Nous avons des élites au niveau économique et politique : André Azoulay est conseiller du Roi, Serge Berdugo était ministre, M. Serfaty a joué un rôle particulier dans la politique marocaine et moi-même durant plus de quarante ans, publiquement ou dans l'illégalité, j'ai occupé des fonctions politiques ou syndicales au niveau de direction. La liste est longue des juifs marocains militants ou acteurs en leur temps de la politique marocaine».
Entretien avec Simon Lévy, directeur du Musée du judaïsme marocain, militant communiste et mémoire historique de notre culture :
Le Matin : Le Musée judéo marocain fut créé en 1997. Dans quelle mesure représente-il une bouée de sauvetage pour la communauté juive marocaine ?
Simon Lévy : Le Musée, propriété de la communauté juive de Casablanca, fait partie des activités de la Fondation du Patrimoine culturel judéo marocain. Celle-ci a été lancée en 1995. En effet, plusieurs événements ont encouragé la naissance de cette Fondation. Bien sûr, le nombre de la communauté juive a baissé, mais il faut préserver une certaine culture dont la charge historique reste indéniable. Nous continuons d'exister, car si un verre est à moitié vide, il est aussi à moitié plein. D'ailleurs, un Maroc sans juifs ne serait pas imaginable ! La Fondation a donc pour rôle de recenser, de restaurer et de mettre à la disposition du peuple marocain tout ce qui représente cette communauté aussi bien au niveau du bâti (synagogues, cimetières…) qu'au niveau de la musique, de l'écriture ou de l'art. Il ne faut pas oublier que nous avons tout un aspect de la culture marocaine enfermé dans des livres écrits en langue hébraïque ou en judéo-arabe c'est-à-dire en arabe transcrit en caractères hébraïques. On n'a donc pas le droit de laisser disparaître ce patrimoine ou d'amputer le patrimoine culturel national de ce qui représente une partie de la civilisation marocaine. Au contraire, il faut en profiter, le mettre à la disposition des jeunes écoliers comme des chercheurs et veiller à sa sauvegarde.
Notre but à travers toutes les activités de la Fondation est de faire connaître l'histoire du Maroc à nos jeunes, juifs ou musulmans qui, malheureusement ignorent cet aspect de leur pays. Car, qu'ils soient musulmans ou juifs, ils méconnaissent maints aspects culturels, sociaux et politiques du Maroc ne retenant que quelques dates qui leur ont été enseignées, à savoir les dates des grandes dynasties qui se sont succédées. Le musée contient des objets, des livres, des vêtements, des outils, des meubles, des photos, etc. Nous organisons des visites guidées pour les étudiants, les jeunes et les enfants afin de leur faire connaître ce qui n'est pas seulement un passé mais aussi l'une des facettes de notre civilisation marocaine. Et elle a son importance et sa signification.

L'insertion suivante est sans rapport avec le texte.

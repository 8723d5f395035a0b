//! Development tasks for textfix
//!
//! Usage:
//!   cargo xtask install [--prefix DIR]    Install binary and man pages (requires sudo)
//!   cargo xtask uninstall [--prefix DIR]  Remove them again (requires sudo)
//!   cargo xtask dist                      Collect a release binary and man pages in target/dist

use anyhow::Context;
use std::env;
use std::fs;
use std::path::{Path, PathBuf};
use std::process::{Command, ExitCode};

const DEFAULT_PREFIX: &str = "/usr/local";

fn main() -> ExitCode {
    let args: Vec<String> = env::args().skip(1).collect();

    if args.is_empty() {
        print_help();
        return ExitCode::SUCCESS;
    }

    let prefix = match prefix_arg(&args[1..]) {
        Ok(prefix) => prefix,
        Err(e) => {
            eprintln!("Error: {}", e);
            return ExitCode::FAILURE;
        }
    };

    let result = match args[0].as_str() {
        "install" => install(&prefix),
        "uninstall" => uninstall(&prefix),
        "dist" => dist(),
        "help" | "--help" | "-h" => {
            print_help();
            Ok(())
        }
        cmd => {
            eprintln!("Unknown command: {}", cmd);
            print_help();
            Err(anyhow::anyhow!("Unknown command"))
        }
    };

    match result {
        Ok(()) => ExitCode::SUCCESS,
        Err(e) => {
            eprintln!("Error: {:#}", e);
            ExitCode::FAILURE
        }
    }
}

fn print_help() {
    eprintln!(
        r#"
textfix development tasks

Usage: cargo xtask <COMMAND> [OPTIONS]

Commands:
  install    Build release binary and install it with its man pages (requires sudo)
  uninstall  Remove the installed binary and man pages (requires sudo)
  dist       Build a release binary and collect it with man pages in target/dist

Options:
  --prefix DIR   Install prefix (default: /usr/local)

Examples:
  cargo xtask install                 # Install to /usr/local
  cargo xtask install --prefix /opt   # Install to /opt/bin and /opt/share/man
  cargo xtask dist                    # Prepare target/dist for packaging
  cargo xtask uninstall               # Remove installed files
"#
    );
}

/// `--prefix DIR` from the remaining arguments
fn prefix_arg(args: &[String]) -> anyhow::Result<PathBuf> {
    let mut iter = args.iter();
    while let Some(arg) = iter.next() {
        if arg == "--prefix" {
            let dir = iter.next().context("--prefix needs a directory")?;
            return Ok(PathBuf::from(dir));
        }
        if let Some(dir) = arg.strip_prefix("--prefix=") {
            return Ok(PathBuf::from(dir));
        }
    }
    Ok(PathBuf::from(DEFAULT_PREFIX))
}

/// Get the project root directory
fn project_root() -> anyhow::Result<PathBuf> {
    let dir = match env::var("CARGO_MANIFEST_DIR") {
        Ok(dir) => PathBuf::from(dir),
        Err(_) => env::current_dir().context("Cannot determine current directory")?,
    };

    // xtask is in a subdirectory, go up one level
    Ok(dir.parent().unwrap_or(&dir).to_path_buf())
}

/// Release build with man pages; returns the binary path
fn build_release(root: &Path) -> anyhow::Result<PathBuf> {
    println!("==> Building release binary...");

    let status = Command::new("cargo")
        .args(["build", "--release", "-p", "textfix"])
        .env("TEXTFIX_GEN_MANPAGES", "1")
        .current_dir(root)
        .status()?;

    if !status.success() {
        anyhow::bail!("Build failed");
    }

    let binary = root.join("target/release/textfix");
    if !binary.exists() {
        anyhow::bail!("Binary not found at {:?}", binary);
    }
    Ok(binary)
}

/// Man pages written by the most recent build script run
fn find_man_pages(root: &Path) -> Vec<PathBuf> {
    let build_dir = root.join("target/release/build");
    let Ok(entries) = fs::read_dir(&build_dir) else {
        return Vec::new();
    };

    let newest = entries
        .flatten()
        .filter(|e| e.file_name().to_string_lossy().starts_with("textfix-"))
        .map(|e| e.path().join("out/man"))
        .filter(|dir| dir.is_dir())
        .max_by_key(|dir| fs::metadata(dir).and_then(|m| m.modified()).ok());

    let Some(man_dir) = newest else {
        return Vec::new();
    };

    let mut pages: Vec<PathBuf> = fs::read_dir(man_dir)
        .map(|entries| {
            entries
                .flatten()
                .map(|e| e.path())
                .filter(|p| p.extension().is_some_and(|ext| ext == "1"))
                .collect()
        })
        .unwrap_or_default();
    pages.sort();
    pages
}

fn sudo_install(source: &Path, target: &Path) -> anyhow::Result<()> {
    let mode = if target.extension().is_some_and(|ext| ext == "1") {
        "-Dm644"
    } else {
        "-Dm755"
    };

    let status = Command::new("sudo")
        .arg("install")
        .arg(mode)
        .arg(source)
        .arg(target)
        .status()?;

    if !status.success() {
        anyhow::bail!("Install of {:?} failed (sudo required)", target);
    }
    Ok(())
}

/// Build release binary and install it with its man pages
fn install(prefix: &Path) -> anyhow::Result<()> {
    let root = project_root()?;
    let binary = build_release(&root)?;

    let target = prefix.join("bin/textfix");
    println!("==> Installing to {}...", target.display());
    sudo_install(&binary, &target)?;

    let man_dir = prefix.join("share/man/man1");
    for page in find_man_pages(&root) {
        if let Some(name) = page.file_name() {
            sudo_install(&page, &man_dir.join(name))?;
        }
    }

    println!("==> Installed successfully!");
    println!();
    println!("Installed: {}", target.display());

    // Show version
    let _ = Command::new(&target).arg("--version").status();

    Ok(())
}

/// Remove the binary and man pages
fn uninstall(prefix: &Path) -> anyhow::Result<()> {
    let binary = prefix.join("bin/textfix");
    println!("==> Removing {}...", binary.display());

    let pages = prefix.join("share/man/man1");
    let status = Command::new("sudo")
        .arg("sh")
        .arg("-c")
        .arg(format!(
            "rm -f '{}' '{}'/textfix.1 '{}'/textfix-*.1",
            binary.display(),
            pages.display(),
            pages.display()
        ))
        .status()?;

    if !status.success() {
        anyhow::bail!("Uninstall failed (sudo required)");
    }

    println!("==> Uninstalled successfully!");
    Ok(())
}

/// Build optimized release binary and collect it for distribution
fn dist() -> anyhow::Result<()> {
    let root = project_root()?;
    let binary = build_release(&root)?;

    let dist_dir = root.join("target/dist");
    fs::create_dir_all(dist_dir.join("man"))?;

    fs::copy(&binary, dist_dir.join("textfix")).context("Failed to copy binary")?;
    let pages = find_man_pages(&root);
    for page in &pages {
        if let Some(name) = page.file_name() {
            fs::copy(page, dist_dir.join("man").join(name))?;
        }
    }

    println!("==> Built: {:?}", dist_dir);
    println!("    binary + {} man page(s)", pages.len());

    let _ = Command::new(dist_dir.join("textfix")).arg("--version").status();

    Ok(())
}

Quelle est la particularité de cette communauté que vous cherchez à faire connaître ?
La communauté juive a joué un rôle important au Maroc. C'est une communauté toujours vivante qui prend des positions sur les événements marocains et sur l'actualité dans le monde. Le Maroc est l'un des rares pays arabes où les juifs vivent et participent à la vie du pays, dans tous les domaines, en citoyens actifs. Certes, il y a ceux qui ont choisi de partir, et j'expliquerai plus loin les raisons de ces départs, mais il y a ceux qui sont restés, qui n'ont pas baissé les bras et qui ne rasent pas les murs même après les attentats du 16 mai. Il est donc important de donner conscience à nos juifs de leur valeur en tant que Marocains. De leur vraie identité qui est tantôt oubliée, tantôt méprisée ou complètement déformée sous des influences diverses.
Par ailleurs, le Maroc est un pays aux multiples aspects. Notre Royaume était, durant de nombreux siècles, ouvert à toutes les cultures et les religions. Aujourd'hui, on veut l'enfermer et le restreindre à un seul aspect. Le Maroc n'est pas cette image figée qu'on veut donner de lui, le Maroc est pluriel, aux niveaux linguistique, culturel et religieux. C'est ce qu'il faut transmettre à nos enfants.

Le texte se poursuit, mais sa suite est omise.